Celebrate national dietitian month by eating veggies
March 9, 2017 | by Cristina Lattuga MS, RD, CDE

March is National Nutrition Month. This year's theme from the American Academy of Nutrition and Dietetics is "Put Your Best Fork Forward."

One way to put your best fork forward: Eat your veggies! They're full of vitamins C and A, minerals like potassium and magnesium, and high in fiber. Vegetables are a filling, nutritious way to nourish our bodies and control weight.

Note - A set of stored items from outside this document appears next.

//! Default freeze logger: writes reports through the process log.

use freezemon_common::UiFreezeEvent;
use log::{error, warn};

use super::{format_report, FreezeLogger};

/// Logs every freeze through the `log` facade.
///
/// Probable deadlocks are logged at `error`, completed freezes at `warn`.
#[derive(Debug, Default)]
pub struct DefaultUiFreezeEventLogger;

impl DefaultUiFreezeEventLogger {
    #[must_use]
    pub fn new() -> Self {
        Self
    }
}

impl FreezeLogger for DefaultUiFreezeEventLogger {
    fn log(&self, event: &UiFreezeEvent) -> anyhow::Result<()> {
        let report = format_report(event);
        if event.still_running {
            error!(target: "freezemon", "{report}");
        } else {
            warn!(target: "freezemon", "{report}");
        }
        Ok(())
    }

    fn name(&self) -> &str {
        "default"
    }
}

Okay, I can picture the eyes rolling. We all know we should be eating more vegetables, but many of us struggle to do it. A perceived lack of time to prepare vegetables, not knowing how to cook them, and just not being in the habit of eating them are all things that get in the way of hopping on the veggie bandwagon.

So what to do?

5 Tips for Getting More Veggies

  1. Start smart.Start your meal with a low-sodium, vegetable-packed broth based soup or a salad with a small amount of dressing. Studies show that if you start with vegetables in one form or another, you will eat fewer calories in your meal. Quick tip: pick up pre-made salads or low sodium vegetable soups (add extra frozen veggies while heating to minimize prep time).
  2. Eat the rainbow. The different pigments that give fruits and vegetables their color also have different bioactive properties. The blue and purple pigment, called anthocyanins, help keep your blood vessels healthy. Lycopene, the red pigment found in foods like tomatoes and bell peppers, has been shown to help prevent certain types of cancer and promote cardiovascular health. Get more recipes and information.
  3. Plan ahead. Be sure to shop weekly for produce. Use a crockpot to make a big batch of vegetable soup and freeze half of it for weeks ahead when you have less time to cook. Roast a head of cauliflower, a batch of asparagus, or beets on the weekend and add them to your meals during the week as sides, in salads and in soups.
  4. Buy pre-cut, pre-washed or frozen vegetables. Buy a veggie tray and snack on vegetables with hummus or a yogurt-based dressing. Whip up a stir-fry with frozen veggies or the pre-cut stir-fry mixes that many stores now offer.
  5. Get creative. Add vegetables to egg scrambles, smoothies, pizza, pasta, etc. or puree them to use as a base for soup. When a recipe calls for vegetables, add more of them and less of the other ingredients to make a filling, lower-calorie meal. Try a new vegetable recipe every month and keep a running list of recipes that you and your family like. These will be great for occasions when you are pressed for time or feel stumped.

3 Veggie-Packed Recipes

  1. For an easy side dish try, roasted vegetables.
  2. For a veggie-inspired appetizer try, vegan artichoke dip. Serve with raw veggies or whole grain crackers.
  3. For a soup you can make ahead try, crockpot cabbage soup. To reduce sodium, use no salt added canned products and low-sodium broth instead of the soup mix.